WORK REQUEST
Find the lines below that contain the string "point". Copy each one.

DATASET
_ _ _ _ _ _ _

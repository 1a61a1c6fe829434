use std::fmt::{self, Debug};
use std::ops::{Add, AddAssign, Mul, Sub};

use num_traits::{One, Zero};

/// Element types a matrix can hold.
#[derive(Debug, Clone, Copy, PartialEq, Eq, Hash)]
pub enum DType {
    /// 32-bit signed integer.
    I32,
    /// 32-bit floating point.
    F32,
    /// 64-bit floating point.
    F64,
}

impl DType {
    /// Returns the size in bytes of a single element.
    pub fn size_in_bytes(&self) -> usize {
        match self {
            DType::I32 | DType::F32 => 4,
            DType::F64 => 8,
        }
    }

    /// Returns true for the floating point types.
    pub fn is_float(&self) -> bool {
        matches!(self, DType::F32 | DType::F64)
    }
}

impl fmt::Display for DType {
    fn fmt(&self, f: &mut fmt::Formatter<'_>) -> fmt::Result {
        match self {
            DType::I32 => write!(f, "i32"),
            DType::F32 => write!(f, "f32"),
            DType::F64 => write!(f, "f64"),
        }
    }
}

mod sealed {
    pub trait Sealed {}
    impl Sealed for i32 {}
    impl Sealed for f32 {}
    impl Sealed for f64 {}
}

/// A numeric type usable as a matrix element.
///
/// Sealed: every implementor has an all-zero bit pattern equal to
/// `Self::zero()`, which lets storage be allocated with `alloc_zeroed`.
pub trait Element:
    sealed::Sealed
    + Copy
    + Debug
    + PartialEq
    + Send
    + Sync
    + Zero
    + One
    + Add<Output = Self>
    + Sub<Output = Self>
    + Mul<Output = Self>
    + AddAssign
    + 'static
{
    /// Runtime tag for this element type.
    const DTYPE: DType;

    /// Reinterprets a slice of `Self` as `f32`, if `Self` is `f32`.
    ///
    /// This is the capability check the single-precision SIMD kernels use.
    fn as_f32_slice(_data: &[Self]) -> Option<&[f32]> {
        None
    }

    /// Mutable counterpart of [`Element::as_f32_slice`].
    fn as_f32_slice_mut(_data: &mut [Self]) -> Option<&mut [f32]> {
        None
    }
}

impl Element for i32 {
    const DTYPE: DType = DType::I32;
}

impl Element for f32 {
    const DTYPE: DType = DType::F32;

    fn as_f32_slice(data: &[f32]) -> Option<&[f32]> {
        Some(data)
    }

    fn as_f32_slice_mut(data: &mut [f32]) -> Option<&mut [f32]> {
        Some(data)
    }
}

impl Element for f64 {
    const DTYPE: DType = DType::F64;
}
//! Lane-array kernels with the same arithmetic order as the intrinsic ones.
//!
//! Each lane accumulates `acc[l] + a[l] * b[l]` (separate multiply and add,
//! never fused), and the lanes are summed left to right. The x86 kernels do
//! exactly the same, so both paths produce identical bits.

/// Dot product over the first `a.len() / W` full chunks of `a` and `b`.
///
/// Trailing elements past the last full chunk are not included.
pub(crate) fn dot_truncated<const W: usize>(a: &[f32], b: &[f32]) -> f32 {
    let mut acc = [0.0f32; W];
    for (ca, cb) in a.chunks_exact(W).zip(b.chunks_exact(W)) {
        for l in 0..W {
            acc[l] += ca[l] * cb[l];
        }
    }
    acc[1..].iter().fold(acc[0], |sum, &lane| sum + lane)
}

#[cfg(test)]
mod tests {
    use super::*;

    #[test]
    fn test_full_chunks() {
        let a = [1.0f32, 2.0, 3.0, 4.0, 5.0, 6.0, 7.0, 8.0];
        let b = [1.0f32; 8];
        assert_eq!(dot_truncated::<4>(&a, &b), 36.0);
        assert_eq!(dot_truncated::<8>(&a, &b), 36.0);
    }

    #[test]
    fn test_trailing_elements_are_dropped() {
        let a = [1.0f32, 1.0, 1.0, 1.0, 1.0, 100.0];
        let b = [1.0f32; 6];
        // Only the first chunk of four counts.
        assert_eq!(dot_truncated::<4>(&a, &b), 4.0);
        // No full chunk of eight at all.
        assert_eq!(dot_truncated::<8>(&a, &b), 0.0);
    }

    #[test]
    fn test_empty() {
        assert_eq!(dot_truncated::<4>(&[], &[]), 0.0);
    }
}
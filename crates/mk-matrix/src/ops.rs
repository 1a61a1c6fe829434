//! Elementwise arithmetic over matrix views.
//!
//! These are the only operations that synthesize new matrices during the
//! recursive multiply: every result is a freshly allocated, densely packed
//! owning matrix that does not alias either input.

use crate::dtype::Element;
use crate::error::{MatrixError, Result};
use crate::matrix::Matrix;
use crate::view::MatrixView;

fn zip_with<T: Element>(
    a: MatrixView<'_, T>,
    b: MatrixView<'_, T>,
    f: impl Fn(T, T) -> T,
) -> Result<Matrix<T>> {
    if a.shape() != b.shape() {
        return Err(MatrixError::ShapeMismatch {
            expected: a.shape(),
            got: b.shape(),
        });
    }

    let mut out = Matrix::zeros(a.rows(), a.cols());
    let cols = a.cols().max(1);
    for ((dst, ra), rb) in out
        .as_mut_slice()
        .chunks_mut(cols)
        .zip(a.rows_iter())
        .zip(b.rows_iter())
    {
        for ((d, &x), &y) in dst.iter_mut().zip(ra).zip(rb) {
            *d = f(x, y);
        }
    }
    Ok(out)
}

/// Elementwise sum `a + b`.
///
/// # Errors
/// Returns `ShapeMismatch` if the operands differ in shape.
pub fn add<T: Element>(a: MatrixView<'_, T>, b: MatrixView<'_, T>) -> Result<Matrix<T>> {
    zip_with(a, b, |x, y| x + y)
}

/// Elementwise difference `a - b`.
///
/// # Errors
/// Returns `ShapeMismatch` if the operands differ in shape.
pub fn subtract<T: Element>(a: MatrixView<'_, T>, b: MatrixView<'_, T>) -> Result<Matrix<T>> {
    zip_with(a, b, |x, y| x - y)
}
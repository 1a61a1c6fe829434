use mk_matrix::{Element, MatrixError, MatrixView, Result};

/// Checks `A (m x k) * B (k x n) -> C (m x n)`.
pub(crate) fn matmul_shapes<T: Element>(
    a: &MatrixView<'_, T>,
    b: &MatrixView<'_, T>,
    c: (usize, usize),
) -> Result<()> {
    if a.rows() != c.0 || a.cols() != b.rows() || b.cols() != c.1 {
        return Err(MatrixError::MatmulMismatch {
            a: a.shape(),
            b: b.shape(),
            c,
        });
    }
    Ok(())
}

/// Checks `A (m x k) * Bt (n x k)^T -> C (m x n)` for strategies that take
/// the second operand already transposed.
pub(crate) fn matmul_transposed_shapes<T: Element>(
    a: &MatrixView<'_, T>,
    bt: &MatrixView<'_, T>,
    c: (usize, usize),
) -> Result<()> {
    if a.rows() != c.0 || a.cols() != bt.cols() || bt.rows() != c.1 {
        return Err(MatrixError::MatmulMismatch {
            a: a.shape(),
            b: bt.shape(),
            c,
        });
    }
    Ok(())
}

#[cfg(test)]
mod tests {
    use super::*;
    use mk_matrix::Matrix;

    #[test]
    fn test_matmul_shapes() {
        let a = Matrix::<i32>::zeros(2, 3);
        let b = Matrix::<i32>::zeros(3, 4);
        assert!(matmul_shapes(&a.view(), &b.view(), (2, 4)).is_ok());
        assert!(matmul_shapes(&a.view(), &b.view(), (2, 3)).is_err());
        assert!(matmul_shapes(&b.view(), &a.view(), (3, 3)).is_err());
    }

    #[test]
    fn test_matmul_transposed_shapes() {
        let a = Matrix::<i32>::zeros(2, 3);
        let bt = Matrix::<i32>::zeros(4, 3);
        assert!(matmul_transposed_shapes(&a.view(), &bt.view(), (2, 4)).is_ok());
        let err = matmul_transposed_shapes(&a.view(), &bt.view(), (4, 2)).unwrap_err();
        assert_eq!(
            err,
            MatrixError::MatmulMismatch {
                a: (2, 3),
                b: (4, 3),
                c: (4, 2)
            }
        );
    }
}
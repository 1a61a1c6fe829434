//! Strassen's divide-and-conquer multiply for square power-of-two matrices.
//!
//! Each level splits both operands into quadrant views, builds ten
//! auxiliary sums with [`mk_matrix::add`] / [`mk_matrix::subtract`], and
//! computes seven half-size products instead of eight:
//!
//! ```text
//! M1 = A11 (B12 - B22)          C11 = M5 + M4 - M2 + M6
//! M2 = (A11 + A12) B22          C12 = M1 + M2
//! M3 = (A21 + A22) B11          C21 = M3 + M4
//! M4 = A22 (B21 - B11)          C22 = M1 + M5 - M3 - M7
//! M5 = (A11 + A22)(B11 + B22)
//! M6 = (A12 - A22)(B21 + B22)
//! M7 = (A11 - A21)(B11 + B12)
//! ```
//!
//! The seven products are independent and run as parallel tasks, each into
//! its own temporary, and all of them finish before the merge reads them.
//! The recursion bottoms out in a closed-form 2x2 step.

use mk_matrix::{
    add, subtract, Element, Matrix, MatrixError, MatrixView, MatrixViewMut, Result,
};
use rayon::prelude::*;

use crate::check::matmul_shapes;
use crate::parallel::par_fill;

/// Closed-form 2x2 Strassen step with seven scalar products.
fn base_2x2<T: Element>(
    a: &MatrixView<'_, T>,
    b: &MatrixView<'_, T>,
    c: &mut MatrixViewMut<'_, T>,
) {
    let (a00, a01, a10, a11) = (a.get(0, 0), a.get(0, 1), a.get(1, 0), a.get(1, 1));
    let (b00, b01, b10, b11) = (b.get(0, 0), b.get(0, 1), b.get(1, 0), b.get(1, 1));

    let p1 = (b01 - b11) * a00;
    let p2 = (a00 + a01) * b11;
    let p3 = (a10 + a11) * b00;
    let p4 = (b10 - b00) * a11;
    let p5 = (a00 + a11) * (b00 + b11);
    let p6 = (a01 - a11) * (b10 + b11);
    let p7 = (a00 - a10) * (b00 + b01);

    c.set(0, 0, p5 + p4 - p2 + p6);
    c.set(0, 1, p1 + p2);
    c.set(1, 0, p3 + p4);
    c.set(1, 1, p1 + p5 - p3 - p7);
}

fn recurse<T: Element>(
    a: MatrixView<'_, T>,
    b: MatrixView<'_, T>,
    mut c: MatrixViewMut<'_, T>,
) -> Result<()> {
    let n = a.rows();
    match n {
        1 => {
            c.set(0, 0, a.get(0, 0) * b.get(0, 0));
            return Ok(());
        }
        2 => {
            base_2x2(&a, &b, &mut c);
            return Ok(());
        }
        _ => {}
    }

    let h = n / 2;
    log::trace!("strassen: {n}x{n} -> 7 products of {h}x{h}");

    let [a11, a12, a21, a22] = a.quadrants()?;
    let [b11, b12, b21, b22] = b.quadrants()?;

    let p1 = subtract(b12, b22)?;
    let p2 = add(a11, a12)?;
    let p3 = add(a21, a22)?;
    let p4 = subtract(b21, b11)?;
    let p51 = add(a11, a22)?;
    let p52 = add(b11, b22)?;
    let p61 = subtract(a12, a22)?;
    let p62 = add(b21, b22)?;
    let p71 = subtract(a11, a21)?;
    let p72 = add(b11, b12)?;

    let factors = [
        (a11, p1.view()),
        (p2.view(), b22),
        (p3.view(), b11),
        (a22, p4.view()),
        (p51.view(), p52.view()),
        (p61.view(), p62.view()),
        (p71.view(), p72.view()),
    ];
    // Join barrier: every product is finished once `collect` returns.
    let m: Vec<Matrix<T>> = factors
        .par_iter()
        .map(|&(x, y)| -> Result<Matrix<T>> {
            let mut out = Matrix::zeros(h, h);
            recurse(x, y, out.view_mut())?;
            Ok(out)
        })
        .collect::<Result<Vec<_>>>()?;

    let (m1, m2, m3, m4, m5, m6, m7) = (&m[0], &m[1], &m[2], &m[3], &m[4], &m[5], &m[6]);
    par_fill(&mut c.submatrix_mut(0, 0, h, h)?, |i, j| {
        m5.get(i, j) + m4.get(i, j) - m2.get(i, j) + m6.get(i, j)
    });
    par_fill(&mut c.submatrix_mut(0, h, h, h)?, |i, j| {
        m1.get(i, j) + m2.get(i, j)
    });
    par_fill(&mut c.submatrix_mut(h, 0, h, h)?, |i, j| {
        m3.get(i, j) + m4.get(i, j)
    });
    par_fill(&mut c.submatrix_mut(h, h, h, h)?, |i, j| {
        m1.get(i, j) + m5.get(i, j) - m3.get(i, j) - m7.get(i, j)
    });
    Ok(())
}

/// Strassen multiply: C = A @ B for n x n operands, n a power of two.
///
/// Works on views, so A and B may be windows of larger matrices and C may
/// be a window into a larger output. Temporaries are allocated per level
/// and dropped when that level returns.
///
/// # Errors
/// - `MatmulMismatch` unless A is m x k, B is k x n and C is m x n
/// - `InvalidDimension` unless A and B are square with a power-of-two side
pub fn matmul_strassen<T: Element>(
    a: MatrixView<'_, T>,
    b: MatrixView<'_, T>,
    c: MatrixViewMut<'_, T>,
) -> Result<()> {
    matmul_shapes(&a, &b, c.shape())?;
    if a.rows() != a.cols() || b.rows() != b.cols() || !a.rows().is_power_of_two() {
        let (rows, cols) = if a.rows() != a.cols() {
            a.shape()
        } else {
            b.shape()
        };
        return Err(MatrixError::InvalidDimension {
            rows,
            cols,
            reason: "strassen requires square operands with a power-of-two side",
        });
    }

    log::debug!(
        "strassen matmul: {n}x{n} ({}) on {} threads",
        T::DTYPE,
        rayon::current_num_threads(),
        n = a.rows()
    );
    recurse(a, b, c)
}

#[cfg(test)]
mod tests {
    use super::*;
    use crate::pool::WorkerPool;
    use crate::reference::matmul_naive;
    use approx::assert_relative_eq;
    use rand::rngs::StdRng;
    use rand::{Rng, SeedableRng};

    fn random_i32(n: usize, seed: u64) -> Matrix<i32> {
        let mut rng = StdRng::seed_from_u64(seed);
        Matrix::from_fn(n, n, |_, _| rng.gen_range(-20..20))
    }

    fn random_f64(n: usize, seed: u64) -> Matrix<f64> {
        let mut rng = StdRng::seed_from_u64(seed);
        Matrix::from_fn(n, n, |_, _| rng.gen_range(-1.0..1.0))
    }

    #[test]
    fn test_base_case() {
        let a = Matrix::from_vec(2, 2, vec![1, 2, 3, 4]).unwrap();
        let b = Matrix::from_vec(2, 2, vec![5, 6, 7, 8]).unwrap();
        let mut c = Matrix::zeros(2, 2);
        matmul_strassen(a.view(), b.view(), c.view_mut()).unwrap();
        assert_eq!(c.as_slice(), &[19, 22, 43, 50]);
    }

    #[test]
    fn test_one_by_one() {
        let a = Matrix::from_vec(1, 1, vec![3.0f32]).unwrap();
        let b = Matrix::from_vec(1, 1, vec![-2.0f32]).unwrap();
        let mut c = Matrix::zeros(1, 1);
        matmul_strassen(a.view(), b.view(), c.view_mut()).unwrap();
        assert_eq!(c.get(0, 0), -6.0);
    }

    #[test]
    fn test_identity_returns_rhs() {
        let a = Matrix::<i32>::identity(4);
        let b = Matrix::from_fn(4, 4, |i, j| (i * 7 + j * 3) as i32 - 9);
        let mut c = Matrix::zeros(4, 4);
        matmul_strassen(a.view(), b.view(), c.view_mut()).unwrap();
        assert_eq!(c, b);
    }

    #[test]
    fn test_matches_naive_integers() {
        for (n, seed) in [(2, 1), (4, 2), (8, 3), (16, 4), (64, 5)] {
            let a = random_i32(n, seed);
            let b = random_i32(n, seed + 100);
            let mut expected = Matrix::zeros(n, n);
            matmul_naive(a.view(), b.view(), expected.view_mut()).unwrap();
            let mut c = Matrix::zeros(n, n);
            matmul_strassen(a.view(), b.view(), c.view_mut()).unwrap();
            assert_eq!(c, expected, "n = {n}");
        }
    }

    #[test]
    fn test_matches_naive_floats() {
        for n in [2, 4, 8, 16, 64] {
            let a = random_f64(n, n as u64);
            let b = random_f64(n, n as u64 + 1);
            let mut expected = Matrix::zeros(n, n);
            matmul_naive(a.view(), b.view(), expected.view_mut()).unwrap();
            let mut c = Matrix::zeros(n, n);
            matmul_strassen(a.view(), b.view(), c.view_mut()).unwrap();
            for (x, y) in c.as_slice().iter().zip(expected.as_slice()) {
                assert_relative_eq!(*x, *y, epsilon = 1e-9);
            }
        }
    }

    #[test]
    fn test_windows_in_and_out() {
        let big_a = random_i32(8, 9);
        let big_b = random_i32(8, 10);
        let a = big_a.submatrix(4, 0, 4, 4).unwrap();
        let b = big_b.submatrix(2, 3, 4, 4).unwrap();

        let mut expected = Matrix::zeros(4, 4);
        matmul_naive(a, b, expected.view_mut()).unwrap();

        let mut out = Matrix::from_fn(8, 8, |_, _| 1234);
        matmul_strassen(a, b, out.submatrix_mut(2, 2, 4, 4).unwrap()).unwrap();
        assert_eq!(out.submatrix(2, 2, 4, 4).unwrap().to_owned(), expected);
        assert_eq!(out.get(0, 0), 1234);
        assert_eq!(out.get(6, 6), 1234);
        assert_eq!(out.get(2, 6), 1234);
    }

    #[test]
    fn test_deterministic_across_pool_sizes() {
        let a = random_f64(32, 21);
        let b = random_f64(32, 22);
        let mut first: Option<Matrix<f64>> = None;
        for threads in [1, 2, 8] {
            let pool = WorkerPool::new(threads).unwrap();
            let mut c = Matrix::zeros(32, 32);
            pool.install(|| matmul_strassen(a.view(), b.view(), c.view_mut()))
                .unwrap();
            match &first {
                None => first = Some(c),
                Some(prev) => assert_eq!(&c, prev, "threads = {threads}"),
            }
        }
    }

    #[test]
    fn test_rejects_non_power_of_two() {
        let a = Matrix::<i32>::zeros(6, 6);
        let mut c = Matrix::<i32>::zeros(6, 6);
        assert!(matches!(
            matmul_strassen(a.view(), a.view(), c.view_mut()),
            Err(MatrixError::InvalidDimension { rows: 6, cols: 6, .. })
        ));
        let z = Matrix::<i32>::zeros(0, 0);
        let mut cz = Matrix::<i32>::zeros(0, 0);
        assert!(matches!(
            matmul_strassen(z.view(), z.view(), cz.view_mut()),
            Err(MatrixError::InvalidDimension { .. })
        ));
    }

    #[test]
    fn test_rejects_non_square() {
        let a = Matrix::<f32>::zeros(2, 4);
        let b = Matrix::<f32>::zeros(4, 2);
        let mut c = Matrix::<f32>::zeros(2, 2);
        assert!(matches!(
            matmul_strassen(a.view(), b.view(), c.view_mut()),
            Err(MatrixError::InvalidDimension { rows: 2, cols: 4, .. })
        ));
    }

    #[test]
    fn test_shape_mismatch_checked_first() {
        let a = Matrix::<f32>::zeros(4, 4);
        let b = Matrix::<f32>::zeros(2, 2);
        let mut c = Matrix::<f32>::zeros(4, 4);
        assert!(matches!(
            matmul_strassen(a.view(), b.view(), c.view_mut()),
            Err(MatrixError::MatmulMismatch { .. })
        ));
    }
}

_ _ _ _ _ _ _

SOLUTION FOR THIS PROBLEM
    /// 32-bit floating point.
    /// 64-bit floating point.
    /// Returns true for the floating point types.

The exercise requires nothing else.